Sorry to break your hearts folks, it wasn't a mistake, we do actually exist in a four-dimensional universe according to general relativity. As a matter of fact, a four-dimensional universe is among the fundamental postulates of general relativity.

In our everyday experience, every physical object is observed to be three-dimensional, that is, if you have an object such as a box, these dimensions are it's height, length and width. These dimensions are labeled as h, L and w in the image below. Source

When objects move, they have many degrees of freedom and these degrees of freedom can be generalized into three spatial dimensions. When the object moves towards you at your front/back, that is one dimension and it can be labeled x, when the object moves towards you by your side, that is another dimension which can be labeled y and lastly, when the object moves towards you from above your head or below your feet, that is another dimension distinct from the other two (x and y), this third dimension can be labeled z. In each dimension, depending on the one the object is moving in, changes occurs (position changes) and these changes are fundamentally characterized with the concept of "time" and it's flow. This kind of physics is referred to as Newtonian mechanics, as time is not treated as a dimension like the other three (x, y and z) discussed earlier.

After the inception of Einsteinian relativity in the early 20th century, it was realized that time was in fact a dimension like the other three. According to this new physics, time is one of the two possible manifestations of a single entity called spacetime, the other manifestation being space, just like graphite (used in pencils) and diamonds (used in some jewelries) are different manifestations of the same chemical element "carbon". When objects move, according to Einsteinian relativity there always exists the time dimension (sometimes called the temporal dimension) in addition to the spatial dimensions (x, y and z).

When objects move freely, they always trace a geometric path (sometimes called a geodesic), for example, if an object moves freely along the surface of a ball, it's geodesic would be curved (an arc of a circle or a full circle), when the same object moves freely on the surface of a flat sheet of paper, it's geodesic is a straight line. From the Newtonian perspective and assuming the geodesic is a full circle, the position of the moving object (including it's past and future position) can be described with coordinates a and b that makes up/belongs to the spatial dimensions x and y. In Einsteinian relativity, there's always attached to x and y another dimension labeled t (time dimension), technically, this time dimension is normally given as the mathematical expression ct (c is the vacuum speed of light and t is time). This time dimension also contributes to the geometry of the object's motion . In the case of our object moving freely along the surface of the ball, the full geometry of it's motion/geodesic isn't a circle, it could be a sphere like the ball or a cylinder or any three-dimensional shape that possesses the curved spatial dimension, in coordinate terms, events in both space and time can be described with labels a, b and d which make up/belongs to the dimensions x, y and ct.

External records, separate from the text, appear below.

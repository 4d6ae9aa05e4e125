//! External process execution
//!
//! Every child runs as the leader of its own process group so that a Ctrl-C
//! in the terminal is not delivered to it twice. Stdout and stderr are read
//! by separate tasks. Stopping sends SIGINT to the group and escalates to
//! SIGKILL after a grace period.

use std::process::{ExitStatus, Stdio};
use std::time::Duration;

use nix::sys::signal::{killpg, Signal};
use nix::unistd::Pid;
use tokio::io::{AsyncBufReadExt, BufReader};
use tokio::process::Command;
use tokio_util::sync::CancellationToken;
use tracing::{debug, info, warn};

use crate::{Error, Result};

/// How long a stopped child may take to exit after SIGINT
pub const DEFAULT_GRACE_PERIOD: Duration = Duration::from_secs(60);

/// What to do with the child's output
#[derive(Debug, Clone)]
pub struct ExecOptions {
    /// Name used in log lines
    pub name: String,
    /// Keep stdout in memory instead of logging it
    pub capture_stdout: bool,
    /// Log stderr at debug level instead of buffering it
    pub stream_stderr: bool,
    /// Time between SIGINT and SIGKILL
    pub grace_period: Duration,
}

impl ExecOptions {
    /// Log stdout, buffer stderr
    pub fn new(name: impl Into<String>) -> Self {
        Self {
            name: name.into(),
            capture_stdout: false,
            stream_stderr: false,
            grace_period: DEFAULT_GRACE_PERIOD,
        }
    }

    /// Keep stdout in memory
    pub fn capture_stdout(mut self) -> Self {
        self.capture_stdout = true;
        self
    }

    /// Stream stderr at debug level
    pub fn stream_stderr(mut self, stream: bool) -> Self {
        self.stream_stderr = stream;
        self
    }
}

/// Result of a finished process
#[derive(Debug, Clone, Default)]
pub struct ExecOutput {
    /// Exit code, `None` when killed by a signal
    pub code: Option<i32>,
    /// Captured stdout (empty unless requested)
    pub stdout: Vec<u8>,
    /// Buffered stderr (empty when streamed)
    pub stderr: String,
    /// The process was asked to stop before it finished
    pub stopped: bool,
}

impl ExecOutput {
    /// Exit code 0
    pub fn success(&self) -> bool {
        self.code == Some(0)
    }
}

fn signal_group(pid: Option<u32>, signal: Signal) {
    let Some(pid) = pid else { return };
    let Ok(raw) = i32::try_from(pid) else { return };
    if let Err(e) = killpg(Pid::from_raw(raw), signal) {
        debug!(pid, signal = signal.as_str(), error = %e, "Failed to signal process group");
    }
}

/// Run `cmd` to completion, honouring `stop`.
pub async fn execute(
    mut cmd: Command,
    opts: &ExecOptions,
    stop: &CancellationToken,
) -> Result<ExecOutput> {
    if stop.is_cancelled() {
        return Ok(ExecOutput {
            stopped: true,
            ..Default::default()
        });
    }

    cmd.stdin(Stdio::null())
        .stdout(Stdio::piped())
        .stderr(Stdio::piped())
        .process_group(0)
        .kill_on_drop(true);

    let mut child = cmd.spawn().map_err(|e| {
        Error::internal_with_context(
            "execute",
            format!("failed to start {}: {}", opts.name, e),
        )
    })?;
    let pid = child.id();
    debug!(name = %opts.name, pid = ?pid, "Process started");

    let stdout = child.stdout.take();
    let capture = opts.capture_stdout;
    let stdout_task = tokio::spawn(async move {
        let mut captured = Vec::new();
        if let Some(out) = stdout {
            let mut lines = BufReader::new(out).lines();
            while let Ok(Some(line)) = lines.next_line().await {
                if capture {
                    captured.extend_from_slice(line.as_bytes());
                    captured.push(b'\n');
                } else {
                    info!("{}", line);
                }
            }
        }
        captured
    });

    let stderr = child.stderr.take();
    let stream = opts.stream_stderr;
    let stderr_task = tokio::spawn(async move {
        let mut buffered = String::new();
        if let Some(err) = stderr {
            let mut lines = BufReader::new(err).lines();
            while let Ok(Some(line)) = lines.next_line().await {
                if stream {
                    debug!("{}", line);
                } else {
                    buffered.push_str(&line);
                    buffered.push('\n');
                }
            }
        }
        buffered
    });

    let finished: Option<std::io::Result<ExitStatus>> = tokio::select! {
        status = child.wait() => Some(status),
        _ = stop.cancelled() => None,
    };

    let (status, stopped) = match finished {
        Some(status) => (status?, false),
        None => {
            info!(name = %opts.name, "Interrupting process");
            signal_group(pid, Signal::SIGINT);
            match tokio::time::timeout(opts.grace_period, child.wait()).await {
                Ok(status) => (status?, true),
                Err(_) => {
                    warn!(name = %opts.name, "Process did not exit after SIGINT, killing");
                    signal_group(pid, Signal::SIGKILL);
                    let _ = child.start_kill();
                    (child.wait().await?, true)
                }
            }
        }
    };

    let stdout = stdout_task.await.unwrap_or_default();
    let stderr = stderr_task.await.unwrap_or_default();

    debug!(name = %opts.name, code = ?status.code(), "Process exited");
    Ok(ExecOutput {
        code: status.code(),
        stdout,
        stderr,
        stopped,
    })
}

Physically, we only observe the shape/geometry of space of the moving object, which in the case of our object moving freely along the surface of a ball can be a full circle, we don't normally observe the complete shape of the object's motion - time dimension seems invisible, but time dilation which has been confirmed experimentally is an indication that time makes up the geometry. To know what the complete geometry/shape is, a correct mathematical model (using the geodesic equations of Einsteinian relativity) would be needed. In the real world, the full geometry of motion can be four-dimensional (including the time dimension) but we can only observe that of space (three-dimensional).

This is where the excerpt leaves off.